L'Express comme le Nouvel Observateur de cette semaine sont dédiés au soixante-dixième anniversaire de la révolution d'Octobre. Evidemment le plus stupéfiant dans cette sinistre période de l'histoire, c'est que le monde y ait cru si longtemps et en dépit de tout, avec tant de passion et d'enthousiasme. Je pense que, dans l'histoire universelle, il n'y a rien eu de simultanément plus tragique et de plus dérisoire que cette croyance, cette décision de croire, cet aveuglement opiniâtre. C'est pourtant là une preuve que, dans le monde, seul le /rêve/ et puissant et efficace. Lorsque le rêve divin disparaît en l'homme, celui-ci se précipite sur le rêve démoniaque. C'est pourquoi on ne peut lutter contre le rêve, le mensonge démoniaques, qu'à l'aide du rêve divin, d'un retour vers lui. Or, précisément, il s'est éventé, a perdu son sel, dans le christianisme historique, il s'est transformé en piété, en pratique religieuse, en une curiosité effarouchée pour la vie d'outre-tombe, etc. Le communisme continue malgré sa dégénérescence à prôner la révolution, à proposer de changer de vie. Le christianisme a trahi jusqu'à son propre langage, son essence qui est l'annonce de la bonne nouvelle : le Royaume de Dieu est proche, cherchez avant tout le Royaume de Dieu... Toutes ces considérations sont banales, on est fatigué de les répéter, et pourtant c'est là et uniquement là, dans cette trahison de /l'eschatologie/, que se trouve la cause du délitement du christianisme historique.

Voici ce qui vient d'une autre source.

//! The per-match state store and tick engine.

use std::collections::{BTreeMap, BTreeSet, VecDeque};
use std::time::Duration;

use blastforge_protocol::{Action, Cell, PlayerId, PowerUpKind, StateSnapshot};
use rand::{Rng, SeedableRng};
use rand_pcg::Pcg32;

use crate::blast::blast_cells;
use crate::entity::{corner_cells, Bomb, Explosion, Player, PowerUp};
use crate::{MapGenerator, MapLayout, SimConfig};

/// How a match ended.
#[derive(Debug, Clone, PartialEq, Eq)]
pub enum MatchOutcome {
    /// Exactly one player is still alive.
    Winner { id: PlayerId, nickname: String },
    /// Nobody survived, e.g. the last two died in the same tick.
    Tie,
}

/// What happened during one [`Session::tick`].
#[derive(Debug, Clone, Default, PartialEq)]
pub struct TickReport {
    /// Bomb tiles that went off, in resolution order.
    pub detonated: Vec<Cell>,
    /// Every cell hit by this tick's blasts.
    pub blast: BTreeSet<Cell>,
    /// Blocks removed this tick.
    pub destroyed: Vec<Cell>,
    /// Players who lost their last life this tick.
    pub eliminated: Vec<PlayerId>,
    /// Set on the tick the match is decided, and only on that tick.
    pub outcome: Option<MatchOutcome>,
}

/// One running match.
///
/// Tile-keyed maps enforce at most one bomb, explosion and power-up per cell.
/// Ordered collections keep every iteration (and therefore every RNG draw)
/// reproducible for a given seed and input sequence.
#[derive(Debug)]
pub struct Session {
    config: SimConfig,
    map: MapLayout,
    players: BTreeMap<PlayerId, Player>,
    bombs: BTreeMap<Cell, Bomb>,
    explosions: BTreeMap<Cell, Explosion>,
    powerups: BTreeMap<Cell, PowerUp>,
    rng: Pcg32,
    over: bool,
}

impl Session {
    /// Starts a match on a freshly generated map.
    ///
    /// Players spawn at the corners in roster order.
    pub fn new(
        config: SimConfig,
        seed: u64,
        roster: impl IntoIterator<Item = (PlayerId, String)>,
    ) -> Self {
        let map = MapGenerator::new(&config).generate(seed);
        Self::with_map(config, map, seed, roster)
    }

    /// Starts a match on a prepared map.
    pub fn with_map(
        config: SimConfig,
        map: MapLayout,
        seed: u64,
        roster: impl IntoIterator<Item = (PlayerId, String)>,
    ) -> Self {
        let spawns = config.spawn_points();
        let players = roster
            .into_iter()
            .enumerate()
            .map(|(slot, (id, nickname))| {
                let spawn = spawns[slot % spawns.len()];
                (id, Player::new(id, nickname, spawn, config.starting_lives))
            })
            .collect::<BTreeMap<_, _>>();

        tracing::info!(seed, players = players.len(), "session started");

        Self {
            config,
            map,
            players,
            bombs: BTreeMap::new(),
            explosions: BTreeMap::new(),
            powerups: BTreeMap::new(),
            // Separate stream from the map generator's.
            rng: Pcg32::seed_from_u64(seed.wrapping_add(1)),
            over: false,
        }
    }

    pub fn config(&self) -> &SimConfig {
        &self.config
    }

    pub fn map(&self) -> &MapLayout {
        &self.map
    }

    pub fn player(&self, id: PlayerId) -> Option<&Player> {
        self.players.get(&id)
    }

    pub fn players(&self) -> impl Iterator<Item = &Player> {
        self.players.values()
    }

    pub fn bombs(&self) -> impl Iterator<Item = &Bomb> {
        self.bombs.values()
    }

    pub fn explosions(&self) -> impl Iterator<Item = &Explosion> {
        self.explosions.values()
    }

    pub fn powerups(&self) -> impl Iterator<Item = &PowerUp> {
        self.powerups.values()
    }

    pub fn is_over(&self) -> bool {
        self.over
    }

    pub fn alive_count(&self) -> usize {
        self.players.values().filter(|p| p.alive).count()
    }

    /// Nicknames of players still in the fight. Joiners may not reuse them.
    pub fn alive_nicknames(&self) -> Vec<&str> {
        self.players
            .values()
            .filter(|p| p.alive)
            .map(|p| p.nickname.as_str())
            .collect()
    }

    /// Applies one client action. Returns whether it changed anything.
    ///
    /// Actions from unknown or eliminated players are ignored, as is
    /// everything once the match is decided.
    pub fn apply_action(&mut self, id: PlayerId, action: &Action) -> bool {
        if self.over {
            return false;
        }
        match *action {
            Action::Move { dx, dy } => self.move_player(id, dx, dy),
            Action::PlaceBomb => self.place_bomb(id),
        }
    }

    fn move_player(&mut self, id: PlayerId, dx: f64, dy: f64) -> bool {
        let Some(player) = self.players.get(&id).filter(|p| p.alive) else {
            return false;
        };
        let step = player.speed as f64 * self.config.move_step;
        let (mut x, mut y) = (player.x, player.y);
        let mut moved = false;

        // Axes are tried independently so a player can slide along a wall.
        let dx = unit(dx);
        if dx != 0.0 && self.is_valid_position(x + dx * step, y) {
            x += dx * step;
            moved = true;
        }
        let dy = unit(dy);
        if dy != 0.0 && self.is_valid_position(x, y + dy * step) {
            y += dy * step;
            moved = true;
        }

        if moved {
            if let Some(player) = self.players.get_mut(&id) {
                player.x = x;
                player.y = y;
            }
        }
        moved
    }

    fn place_bomb(&mut self, id: PlayerId) -> bool {
        let size = self.config.player_size;
        let tile = self.config.tile_size;
        let fuse = self.config.fuse;
        let Some(player) = self.players.get_mut(&id).filter(|p| p.can_place_bomb()) else {
            return false;
        };
        let cell = player.center_cell(size, tile);
        if self.bombs.contains_key(&cell) {
            return false;
        }
        player.active_bombs += 1;
        self.bombs.insert(
            cell,
            Bomb {
                cell,
                remaining: fuse,
                power: player.power,
                owner: id,
            },
        );
        tracing::debug!(player = %id, %cell, "bomb placed");
        true
    }

    /// Whether a player box at pixel `(x, y)` stays on the map and clear of
    /// walls and blocks.
    pub fn is_valid_position(&self, x: f64, y: f64) -> bool {
        let far = self.config.player_size.saturating_sub(1) as f64;
        if x < 0.0
            || y < 0.0
            || x + far >= self.config.map_width as f64
            || y + far >= self.config.map_height as f64
        {
            return false;
        }
        corner_cells(x, y, self.config.player_size, self.config.tile_size)
            .into_iter()
            .all(|cell| !self.map.is_solid(cell))
    }

    /// Drops a player from the match. Bombs they already placed still go off.
    pub fn remove_player(&mut self, id: PlayerId) -> Option<Player> {
        let removed = self.players.remove(&id);
        if removed.is_some() {
            tracing::info!(player = %id, remaining = self.players.len(), "player left match");
        }
        removed
    }

    /// Advances the match by `dt`.
    ///
    /// Order within a tick: fuses burn, due bombs detonate (with chains),
    /// blasted blocks break, blasted players take one hit, power-ups are
    /// collected, explosions age, and finally the match is checked for a
    /// winner.
    pub fn tick(&mut self, dt: Duration) -> TickReport {
        let mut report = TickReport::default();
        if self.over {
            return report;
        }

        let mut due = Vec::new();
        for (cell, bomb) in self.bombs.iter_mut() {
            bomb.remaining = bomb.remaining.saturating_sub(dt);
            if bomb.remaining.is_zero() {
                due.push(*cell);
            }
        }

        if !due.is_empty() {
            self.detonate(due, &mut report);
            self.break_blocks(&mut report);
            self.apply_damage(&mut report);
        }

        self.collect_powerups();

        self.explosions.retain(|_, explosion| {
            explosion.remaining = explosion.remaining.saturating_sub(dt);
            !explosion.remaining.is_zero()
        });

        report.outcome = self.check_outcome();
        report
    }

    /// Resolves every due bomb and any bomb its blast reaches, each exactly
    /// once. Rays are cast against the block set as it stood before this
    /// tick's destruction.
    fn detonate(&mut self, due: Vec<Cell>, report: &mut TickReport) {
        let lifetime = self.config.explosion_lifetime;
        let mut queue = VecDeque::from(due);
        let mut resolved = BTreeSet::new();

        while let Some(origin) = queue.pop_front() {
            if !resolved.insert(origin) {
                continue;
            }
            let Some(bomb) = self.bombs.remove(&origin) else {
                continue;
            };
            if let Some(owner) = self.players.get_mut(&bomb.owner) {
                owner.active_bombs = owner.active_bombs.saturating_sub(1);
            }

            for cell in blast_cells(&self.map, origin, bomb.power) {
                if self.bombs.contains_key(&cell) && !resolved.contains(&cell) {
                    queue.push_back(cell);
                }
                self.explosions.insert(
                    cell,
                    Explosion {
                        cell,
                        remaining: lifetime,
                    },
                );
                report.blast.insert(cell);
            }
            report.detonated.push(origin);
        }

        tracing::debug!(
            bombs = report.detonated.len(),
            cells = report.blast.len(),
            "detonation resolved"
        );
    }

    fn break_blocks(&mut self, report: &mut TickReport) {
        let chance = self.config.powerup_chance.clamp(0.0, 1.0);
        for cell in &report.blast {
            if !self.map.remove_block(*cell) {
                continue;
            }
            report.destroyed.push(*cell);
            if self.rng.random_bool(chance) {
                let kind = PowerUpKind::ALL[self.rng.random_range(0..PowerUpKind::ALL.len())];
                self.powerups.insert(*cell, PowerUp { cell: *cell, kind });
            }
        }
    }

    /// One hit per player per tick, however many blast cells they touch.
    fn apply_damage(&mut self, report: &mut TickReport) {
        let size = self.config.player_size;
        let tile = self.config.tile_size;
        for player in self.players.values_mut().filter(|p| p.alive) {
            let hit = player
                .occupied_cells(size, tile)
                .iter()
                .any(|cell| report.blast.contains(cell));
            if hit && player.take_hit() {
                tracing::info!(player = %player.id, "player eliminated");
                report.eliminated.push(player.id);
            }
        }
    }

    fn collect_powerups(&mut self) {
        if self.powerups.is_empty() {
            return;
        }
        let size = self.config.player_size;
        let tile = self.config.tile_size;
        let max_speed = self.config.max_speed;
        for player in self.players.values_mut().filter(|p| p.alive) {
            for cell in player.occupied_cells(size, tile) {
                if let Some(powerup) = self.powerups.remove(&cell) {
                    player.collect(powerup.kind, max_speed);
                    tracing::debug!(player = %player.id, kind = ?powerup.kind, "power-up collected");
                }
            }
        }
    }

    fn check_outcome(&mut self) -> Option<MatchOutcome> {
        let mut alive = self.players.values().filter(|p| p.alive);
        let outcome = match (alive.next(), alive.next()) {
            (Some(_), Some(_)) => return None,
            (Some(winner), None) => MatchOutcome::Winner {
                id: winner.id,
                nickname: winner.nickname.clone(),
            },
            (None, _) => MatchOutcome::Tie,
        };
        self.over = true;
        tracing::info!(?outcome, "match decided");
        Some(outcome)
    }

    /// The full state in wire form, with every collection in a stable order.
    pub fn snapshot(&self) -> StateSnapshot {
        let tile = self.config.tile_size;
        StateSnapshot {
            players: self.players.values().map(Player::to_state).collect(),
            bombs: self.bombs.values().map(|b| b.to_state(tile)).collect(),
            explosions: self.explosions.values().map(|e| e.to_state(tile)).collect(),
            powerups: self.powerups.values().map(|p| p.to_state(tile)).collect(),
            walls: self.map.walls().iter().copied().collect(),
            blocks: self.map.blocks().iter().copied().collect(),
            map_width: self.config.map_width,
            map_height: self.config.map_height,
            tile_size: tile,
        }
    }

    #[cfg(test)]
    fn player_mut(&mut self, id: PlayerId) -> &mut Player {
        self.players.get_mut(&id).expect("player in session")
    }

    #[cfg(test)]
    fn drop_bomb(&mut self, cell: Cell, power: u32, owner: PlayerId, fuse: Duration) {
        self.bombs.insert(
            cell,
            Bomb {
                cell,
                remaining: fuse,
                power,
                owner,
            },
        );
    }
}

/// Clamps a movement input to `[-1, 1]`; non-finite input means no movement.
fn unit(d: f64) -> f64 {
    if d.is_finite() { d.clamp(-1.0, 1.0) } else { 0.0 }
}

Cet incendie universel attisé par le communisme le plus fastidieux qui soit (le communisme "de masse", etc.) en réalité, quel jugement terrible du christianisme est-ce !
27 janvier 1975.
A Hartford j'ai terminé "Les cahiers de la petite dame" : sur la période communiste de Gide, son voyage en Russie, son désenchantement, etc. Une quintessence de la naïveté occidentale d'une part ("la pureté de Staline") et d'autre part une attirance "freudienne" pour "l'homme fort", le désir de se donner à un solide gaillard. Ainsi le culte en Occident de tous les Mao, Castro et avant eux, Staline n'est explicable qu'à partir de cette pathologie. Et puis toujours, au fond, la même déception : le gaillard sent trop fort - Gide fait machine arrière, saisi de peur. Et il y a cette autre chose, mille fois démontrée : la capacité des intellectuels occidentaux d'échafauder des arguments à partir de rien, à élaborer sur tous les sujets de savantes théories. Le champion en la matière, c'est Sartre. C'est une maladie fortement ancrée à l'Ouest : l'incapacité, le refus de voir la vérité, et même plus - la certitude qu'ils (les intellectuels occidentaux) connaissent le secret de l'approche objective de la réalité. Spirituellement, l'Occident ne peut pas ne pas périr ; sa perte est déjà consommée, et il se décompose.